Return exactly the lines of the entries, from the one with "variant to get" to the last.

<<<<

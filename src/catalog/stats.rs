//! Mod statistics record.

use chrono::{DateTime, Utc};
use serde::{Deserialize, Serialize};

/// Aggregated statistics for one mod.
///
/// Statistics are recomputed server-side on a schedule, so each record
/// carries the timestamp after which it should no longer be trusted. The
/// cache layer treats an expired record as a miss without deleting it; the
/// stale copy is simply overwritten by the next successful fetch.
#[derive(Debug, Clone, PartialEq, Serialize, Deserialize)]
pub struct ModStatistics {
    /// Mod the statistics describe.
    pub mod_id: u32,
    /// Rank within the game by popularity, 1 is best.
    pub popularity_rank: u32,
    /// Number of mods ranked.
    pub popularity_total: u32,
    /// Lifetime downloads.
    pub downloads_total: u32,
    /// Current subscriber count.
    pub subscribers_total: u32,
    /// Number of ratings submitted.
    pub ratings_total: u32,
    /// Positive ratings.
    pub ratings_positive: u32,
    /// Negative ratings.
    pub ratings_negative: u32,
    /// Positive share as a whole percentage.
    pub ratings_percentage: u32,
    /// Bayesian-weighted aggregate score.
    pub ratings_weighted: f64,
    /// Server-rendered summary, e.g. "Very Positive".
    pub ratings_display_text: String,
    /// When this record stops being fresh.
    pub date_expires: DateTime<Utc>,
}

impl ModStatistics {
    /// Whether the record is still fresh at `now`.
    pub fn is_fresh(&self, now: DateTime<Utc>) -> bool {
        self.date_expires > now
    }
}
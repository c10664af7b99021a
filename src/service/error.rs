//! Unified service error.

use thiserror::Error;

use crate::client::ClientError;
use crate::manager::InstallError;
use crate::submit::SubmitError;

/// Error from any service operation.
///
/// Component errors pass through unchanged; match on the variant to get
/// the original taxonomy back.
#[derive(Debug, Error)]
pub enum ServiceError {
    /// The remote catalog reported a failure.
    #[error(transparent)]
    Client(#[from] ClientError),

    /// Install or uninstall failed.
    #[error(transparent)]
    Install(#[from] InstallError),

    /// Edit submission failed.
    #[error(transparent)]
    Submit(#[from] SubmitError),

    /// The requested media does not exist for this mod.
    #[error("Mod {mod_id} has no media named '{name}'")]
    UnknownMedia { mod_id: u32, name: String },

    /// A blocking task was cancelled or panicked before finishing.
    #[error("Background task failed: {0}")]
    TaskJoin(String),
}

>>>>

- **THE ANSWER**:
/// Component errors pass through unchanged; match on the variant to get
/// the original taxonomy back.
#[derive(Debug, Error)]
pub enum ServiceError {
    /// The remote catalog reported a failure.
    #[error(transparent)]
    Client(#[from] ClientError),

    /// Install or uninstall failed.
    #[error(transparent)]
    Install(#[from] InstallError),

    /// Edit submission failed.
    #[error(transparent)]
    Submit(#[from] SubmitError),

    /// The requested media does not exist for this mod.
    #[error("Mod {mod_id} has no media named '{name}'")]
    UnknownMedia { mod_id: u32, name: String },

    /// A blocking task was cancelled or panicked before finishing.
    #[error("Background task failed: {0}")]
    TaskJoin(String),
}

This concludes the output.